What the exercise asks:
Return only that part of the material below which starts with the line containing "plain VP8 chunk." and goes on through the line containing "bytes.extend_from_slice(&10u32.to_le_bytes());", restated exactly.

(Material for this task)

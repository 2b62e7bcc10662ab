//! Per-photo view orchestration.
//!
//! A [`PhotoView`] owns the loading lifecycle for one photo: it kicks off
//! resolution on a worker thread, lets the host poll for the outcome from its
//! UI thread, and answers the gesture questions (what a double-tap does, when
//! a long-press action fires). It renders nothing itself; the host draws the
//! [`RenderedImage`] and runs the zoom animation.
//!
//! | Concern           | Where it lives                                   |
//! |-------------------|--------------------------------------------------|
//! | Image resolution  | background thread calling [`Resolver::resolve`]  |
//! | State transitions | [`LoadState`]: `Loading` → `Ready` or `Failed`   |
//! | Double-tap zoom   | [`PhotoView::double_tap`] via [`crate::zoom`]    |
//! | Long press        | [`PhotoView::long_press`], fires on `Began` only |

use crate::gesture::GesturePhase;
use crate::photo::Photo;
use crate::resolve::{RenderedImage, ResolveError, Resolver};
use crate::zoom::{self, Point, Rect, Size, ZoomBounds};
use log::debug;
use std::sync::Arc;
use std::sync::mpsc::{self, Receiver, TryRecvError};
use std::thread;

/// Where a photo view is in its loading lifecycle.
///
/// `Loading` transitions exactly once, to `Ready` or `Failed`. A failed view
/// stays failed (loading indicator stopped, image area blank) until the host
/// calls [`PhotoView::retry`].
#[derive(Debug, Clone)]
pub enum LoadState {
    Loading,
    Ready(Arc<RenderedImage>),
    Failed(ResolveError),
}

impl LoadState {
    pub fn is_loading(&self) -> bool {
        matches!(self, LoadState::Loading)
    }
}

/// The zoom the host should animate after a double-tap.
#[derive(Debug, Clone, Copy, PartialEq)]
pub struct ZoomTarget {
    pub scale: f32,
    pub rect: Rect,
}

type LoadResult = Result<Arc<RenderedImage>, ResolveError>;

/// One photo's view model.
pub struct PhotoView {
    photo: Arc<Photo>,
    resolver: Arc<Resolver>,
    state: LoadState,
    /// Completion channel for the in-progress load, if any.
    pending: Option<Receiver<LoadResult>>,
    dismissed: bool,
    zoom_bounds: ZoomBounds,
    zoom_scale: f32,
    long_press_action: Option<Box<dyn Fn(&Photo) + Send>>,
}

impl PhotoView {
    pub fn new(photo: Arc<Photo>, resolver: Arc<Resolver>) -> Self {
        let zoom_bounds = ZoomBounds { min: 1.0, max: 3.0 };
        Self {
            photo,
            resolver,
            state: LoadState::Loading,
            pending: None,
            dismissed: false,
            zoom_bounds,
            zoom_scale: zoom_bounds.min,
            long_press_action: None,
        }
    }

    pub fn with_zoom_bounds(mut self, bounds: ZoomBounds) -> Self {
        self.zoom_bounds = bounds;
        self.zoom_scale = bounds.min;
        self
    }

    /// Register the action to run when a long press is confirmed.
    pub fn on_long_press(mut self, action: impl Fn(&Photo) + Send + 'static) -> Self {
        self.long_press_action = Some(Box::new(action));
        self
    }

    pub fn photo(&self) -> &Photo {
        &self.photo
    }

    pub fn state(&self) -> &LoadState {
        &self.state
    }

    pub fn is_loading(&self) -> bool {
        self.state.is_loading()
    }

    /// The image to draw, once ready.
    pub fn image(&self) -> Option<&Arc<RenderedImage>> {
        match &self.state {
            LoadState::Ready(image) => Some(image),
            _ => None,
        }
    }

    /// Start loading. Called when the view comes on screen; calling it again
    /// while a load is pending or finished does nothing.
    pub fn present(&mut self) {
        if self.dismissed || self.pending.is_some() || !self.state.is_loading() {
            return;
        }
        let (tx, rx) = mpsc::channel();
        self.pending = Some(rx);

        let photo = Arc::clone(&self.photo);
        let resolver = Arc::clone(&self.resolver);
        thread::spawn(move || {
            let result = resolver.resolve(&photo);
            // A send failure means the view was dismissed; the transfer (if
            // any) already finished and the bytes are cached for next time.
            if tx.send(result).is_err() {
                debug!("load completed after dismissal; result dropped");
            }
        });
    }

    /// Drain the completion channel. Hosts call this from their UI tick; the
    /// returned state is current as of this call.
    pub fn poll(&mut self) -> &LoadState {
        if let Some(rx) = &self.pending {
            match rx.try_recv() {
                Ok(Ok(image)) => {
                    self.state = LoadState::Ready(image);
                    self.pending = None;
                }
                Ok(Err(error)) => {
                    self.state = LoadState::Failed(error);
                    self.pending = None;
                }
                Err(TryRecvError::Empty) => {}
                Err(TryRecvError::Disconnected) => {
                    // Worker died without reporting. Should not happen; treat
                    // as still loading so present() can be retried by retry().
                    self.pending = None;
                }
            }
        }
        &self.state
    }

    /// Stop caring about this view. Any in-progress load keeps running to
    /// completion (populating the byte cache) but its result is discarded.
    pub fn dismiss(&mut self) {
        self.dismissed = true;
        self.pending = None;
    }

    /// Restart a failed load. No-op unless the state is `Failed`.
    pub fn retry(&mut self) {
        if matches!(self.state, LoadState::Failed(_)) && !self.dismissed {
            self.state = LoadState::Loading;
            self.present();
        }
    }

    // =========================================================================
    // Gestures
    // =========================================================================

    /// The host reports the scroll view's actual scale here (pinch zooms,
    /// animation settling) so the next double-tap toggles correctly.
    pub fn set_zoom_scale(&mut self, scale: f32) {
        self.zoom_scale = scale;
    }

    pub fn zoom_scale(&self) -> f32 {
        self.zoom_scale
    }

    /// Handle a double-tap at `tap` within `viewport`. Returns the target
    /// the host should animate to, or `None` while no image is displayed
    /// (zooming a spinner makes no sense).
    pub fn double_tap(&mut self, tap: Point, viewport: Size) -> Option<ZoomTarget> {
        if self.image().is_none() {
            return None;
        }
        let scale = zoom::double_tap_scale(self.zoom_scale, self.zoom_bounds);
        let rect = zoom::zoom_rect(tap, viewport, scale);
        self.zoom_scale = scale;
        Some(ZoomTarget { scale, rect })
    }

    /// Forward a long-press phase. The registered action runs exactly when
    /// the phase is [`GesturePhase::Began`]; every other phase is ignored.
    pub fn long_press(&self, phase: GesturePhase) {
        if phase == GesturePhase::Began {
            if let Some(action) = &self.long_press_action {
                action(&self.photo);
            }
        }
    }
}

(End Material for this task)
(Material for this task)

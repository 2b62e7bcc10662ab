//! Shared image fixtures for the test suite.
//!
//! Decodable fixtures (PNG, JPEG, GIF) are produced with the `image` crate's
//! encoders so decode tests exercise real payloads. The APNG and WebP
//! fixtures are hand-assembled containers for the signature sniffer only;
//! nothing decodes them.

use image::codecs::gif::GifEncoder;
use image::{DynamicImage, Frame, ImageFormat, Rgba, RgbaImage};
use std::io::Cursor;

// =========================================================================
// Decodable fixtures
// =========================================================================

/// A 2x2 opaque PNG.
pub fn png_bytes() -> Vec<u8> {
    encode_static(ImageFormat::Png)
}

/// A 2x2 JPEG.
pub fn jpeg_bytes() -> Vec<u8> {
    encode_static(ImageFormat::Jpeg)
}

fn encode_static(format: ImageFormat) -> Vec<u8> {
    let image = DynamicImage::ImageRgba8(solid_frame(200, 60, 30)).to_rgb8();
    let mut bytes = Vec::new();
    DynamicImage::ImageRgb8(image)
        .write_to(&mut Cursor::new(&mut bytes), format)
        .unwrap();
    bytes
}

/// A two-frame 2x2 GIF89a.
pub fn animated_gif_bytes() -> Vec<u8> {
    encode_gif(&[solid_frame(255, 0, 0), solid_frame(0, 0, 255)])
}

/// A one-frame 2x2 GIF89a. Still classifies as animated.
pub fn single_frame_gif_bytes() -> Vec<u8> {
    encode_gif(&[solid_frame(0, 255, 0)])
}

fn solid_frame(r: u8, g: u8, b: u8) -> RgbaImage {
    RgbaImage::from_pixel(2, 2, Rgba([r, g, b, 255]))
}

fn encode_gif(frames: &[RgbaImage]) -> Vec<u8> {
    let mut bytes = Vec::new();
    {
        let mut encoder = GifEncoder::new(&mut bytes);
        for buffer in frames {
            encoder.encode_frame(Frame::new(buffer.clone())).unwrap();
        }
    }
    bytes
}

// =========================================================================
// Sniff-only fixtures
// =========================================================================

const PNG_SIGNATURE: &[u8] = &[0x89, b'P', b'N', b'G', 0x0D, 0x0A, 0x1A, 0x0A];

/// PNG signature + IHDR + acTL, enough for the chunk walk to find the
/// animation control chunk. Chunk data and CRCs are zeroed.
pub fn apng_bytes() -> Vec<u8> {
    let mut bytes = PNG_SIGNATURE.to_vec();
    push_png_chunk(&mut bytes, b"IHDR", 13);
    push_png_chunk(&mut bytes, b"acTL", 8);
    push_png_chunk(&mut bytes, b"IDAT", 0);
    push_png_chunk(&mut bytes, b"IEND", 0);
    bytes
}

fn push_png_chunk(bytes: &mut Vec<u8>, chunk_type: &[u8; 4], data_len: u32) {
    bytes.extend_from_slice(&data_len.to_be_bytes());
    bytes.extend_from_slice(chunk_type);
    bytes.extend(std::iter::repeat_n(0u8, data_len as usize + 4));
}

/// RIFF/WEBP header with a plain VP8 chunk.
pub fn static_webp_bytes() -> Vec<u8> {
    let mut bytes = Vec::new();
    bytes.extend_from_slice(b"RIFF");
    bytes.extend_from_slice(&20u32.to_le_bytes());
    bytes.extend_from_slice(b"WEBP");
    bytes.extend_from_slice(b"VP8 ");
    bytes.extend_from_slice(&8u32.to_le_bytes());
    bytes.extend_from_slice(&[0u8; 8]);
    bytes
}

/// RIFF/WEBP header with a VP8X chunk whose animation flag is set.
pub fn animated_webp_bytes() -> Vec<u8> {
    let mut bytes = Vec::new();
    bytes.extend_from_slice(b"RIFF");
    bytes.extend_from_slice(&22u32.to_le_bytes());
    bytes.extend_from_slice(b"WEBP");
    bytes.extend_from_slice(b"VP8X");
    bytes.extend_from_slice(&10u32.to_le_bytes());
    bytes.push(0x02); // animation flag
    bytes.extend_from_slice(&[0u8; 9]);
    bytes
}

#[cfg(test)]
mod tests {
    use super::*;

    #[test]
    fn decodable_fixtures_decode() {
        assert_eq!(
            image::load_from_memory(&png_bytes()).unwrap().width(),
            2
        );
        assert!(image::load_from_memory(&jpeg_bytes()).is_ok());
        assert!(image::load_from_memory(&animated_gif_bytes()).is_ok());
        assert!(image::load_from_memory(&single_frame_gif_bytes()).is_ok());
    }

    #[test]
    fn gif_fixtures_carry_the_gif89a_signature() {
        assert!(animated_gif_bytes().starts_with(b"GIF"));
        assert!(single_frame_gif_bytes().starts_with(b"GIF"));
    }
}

(End Material for this task)
(Material for this task)

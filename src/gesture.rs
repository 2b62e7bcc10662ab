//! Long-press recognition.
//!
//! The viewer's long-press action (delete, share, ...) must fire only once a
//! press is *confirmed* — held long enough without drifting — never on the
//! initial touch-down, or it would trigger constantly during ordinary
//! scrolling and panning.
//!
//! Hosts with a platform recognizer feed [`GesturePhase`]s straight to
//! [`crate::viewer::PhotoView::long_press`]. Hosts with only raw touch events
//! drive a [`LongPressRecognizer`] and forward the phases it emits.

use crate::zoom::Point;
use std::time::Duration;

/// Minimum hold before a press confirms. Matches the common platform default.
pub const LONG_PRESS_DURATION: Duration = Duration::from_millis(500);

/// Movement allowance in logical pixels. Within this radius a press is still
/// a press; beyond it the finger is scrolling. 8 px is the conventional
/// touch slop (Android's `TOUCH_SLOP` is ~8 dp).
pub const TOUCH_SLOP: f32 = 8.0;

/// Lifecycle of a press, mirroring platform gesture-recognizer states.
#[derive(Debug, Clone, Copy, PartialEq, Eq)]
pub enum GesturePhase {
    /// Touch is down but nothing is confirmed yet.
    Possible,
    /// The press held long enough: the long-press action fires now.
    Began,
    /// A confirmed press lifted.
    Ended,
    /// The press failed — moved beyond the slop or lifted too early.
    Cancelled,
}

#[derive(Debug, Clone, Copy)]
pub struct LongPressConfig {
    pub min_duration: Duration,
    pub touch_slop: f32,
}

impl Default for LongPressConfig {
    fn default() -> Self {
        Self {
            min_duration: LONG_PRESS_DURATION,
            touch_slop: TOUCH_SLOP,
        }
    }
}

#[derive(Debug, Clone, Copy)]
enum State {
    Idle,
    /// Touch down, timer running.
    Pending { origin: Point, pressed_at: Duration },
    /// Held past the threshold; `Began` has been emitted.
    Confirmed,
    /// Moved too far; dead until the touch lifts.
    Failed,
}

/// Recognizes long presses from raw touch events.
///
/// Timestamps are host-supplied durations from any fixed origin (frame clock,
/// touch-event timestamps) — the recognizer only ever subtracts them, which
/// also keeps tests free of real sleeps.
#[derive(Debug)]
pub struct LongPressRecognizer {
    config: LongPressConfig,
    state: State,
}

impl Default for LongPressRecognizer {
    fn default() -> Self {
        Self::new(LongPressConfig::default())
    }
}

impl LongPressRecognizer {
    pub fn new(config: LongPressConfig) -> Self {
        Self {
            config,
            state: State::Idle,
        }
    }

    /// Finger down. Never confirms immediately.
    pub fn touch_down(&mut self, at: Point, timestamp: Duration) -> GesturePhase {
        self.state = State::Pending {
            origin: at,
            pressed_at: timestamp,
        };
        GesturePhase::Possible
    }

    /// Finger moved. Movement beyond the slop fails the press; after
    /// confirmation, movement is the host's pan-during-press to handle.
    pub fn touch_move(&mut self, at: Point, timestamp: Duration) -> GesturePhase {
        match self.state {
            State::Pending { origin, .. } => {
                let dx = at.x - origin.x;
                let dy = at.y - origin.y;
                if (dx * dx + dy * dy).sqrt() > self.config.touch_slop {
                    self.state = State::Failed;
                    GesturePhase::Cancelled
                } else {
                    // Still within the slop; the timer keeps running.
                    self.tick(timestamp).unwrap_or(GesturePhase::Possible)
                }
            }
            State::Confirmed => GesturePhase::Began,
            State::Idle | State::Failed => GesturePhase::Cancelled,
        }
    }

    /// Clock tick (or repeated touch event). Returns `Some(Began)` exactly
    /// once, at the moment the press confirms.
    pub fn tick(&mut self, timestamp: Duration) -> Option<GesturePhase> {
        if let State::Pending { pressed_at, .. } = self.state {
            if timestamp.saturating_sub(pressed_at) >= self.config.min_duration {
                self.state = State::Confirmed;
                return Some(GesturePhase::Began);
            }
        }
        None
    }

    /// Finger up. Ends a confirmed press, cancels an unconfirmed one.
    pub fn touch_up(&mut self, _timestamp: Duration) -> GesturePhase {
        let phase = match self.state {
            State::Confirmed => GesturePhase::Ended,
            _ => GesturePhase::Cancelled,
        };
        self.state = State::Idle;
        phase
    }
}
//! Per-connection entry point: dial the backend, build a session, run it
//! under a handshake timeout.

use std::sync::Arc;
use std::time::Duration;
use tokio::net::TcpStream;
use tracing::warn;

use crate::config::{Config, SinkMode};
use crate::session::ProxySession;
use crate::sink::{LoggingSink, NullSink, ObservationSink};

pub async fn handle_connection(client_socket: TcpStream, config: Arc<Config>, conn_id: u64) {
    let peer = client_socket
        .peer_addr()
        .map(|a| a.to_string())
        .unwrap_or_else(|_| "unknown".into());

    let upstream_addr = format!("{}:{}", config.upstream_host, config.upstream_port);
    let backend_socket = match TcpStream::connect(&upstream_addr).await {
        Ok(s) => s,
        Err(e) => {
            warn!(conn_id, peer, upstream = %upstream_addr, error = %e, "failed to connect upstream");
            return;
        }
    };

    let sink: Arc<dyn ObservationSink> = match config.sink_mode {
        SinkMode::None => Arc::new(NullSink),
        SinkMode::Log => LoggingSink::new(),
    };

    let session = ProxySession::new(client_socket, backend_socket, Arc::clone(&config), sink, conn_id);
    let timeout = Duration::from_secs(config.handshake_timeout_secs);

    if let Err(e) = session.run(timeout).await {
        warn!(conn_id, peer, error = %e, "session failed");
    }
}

(End Material for this task)

Response:
/// RIFF/WEBP header with a plain VP8 chunk.
pub fn static_webp_bytes() -> Vec<u8> {
    let mut bytes = Vec::new();
    bytes.extend_from_slice(b"RIFF");
    bytes.extend_from_slice(&20u32.to_le_bytes());
    bytes.extend_from_slice(b"WEBP");
    bytes.extend_from_slice(b"VP8 ");
    bytes.extend_from_slice(&8u32.to_le_bytes());
    bytes.extend_from_slice(&[0u8; 8]);
    bytes
}

/// RIFF/WEBP header with a VP8X chunk whose animation flag is set.
pub fn animated_webp_bytes() -> Vec<u8> {
    let mut bytes = Vec::new();
    bytes.extend_from_slice(b"RIFF");
    bytes.extend_from_slice(&22u32.to_le_bytes());
    bytes.extend_from_slice(b"WEBP");
    bytes.extend_from_slice(b"VP8X");
    bytes.extend_from_slice(&10u32.to_le_bytes());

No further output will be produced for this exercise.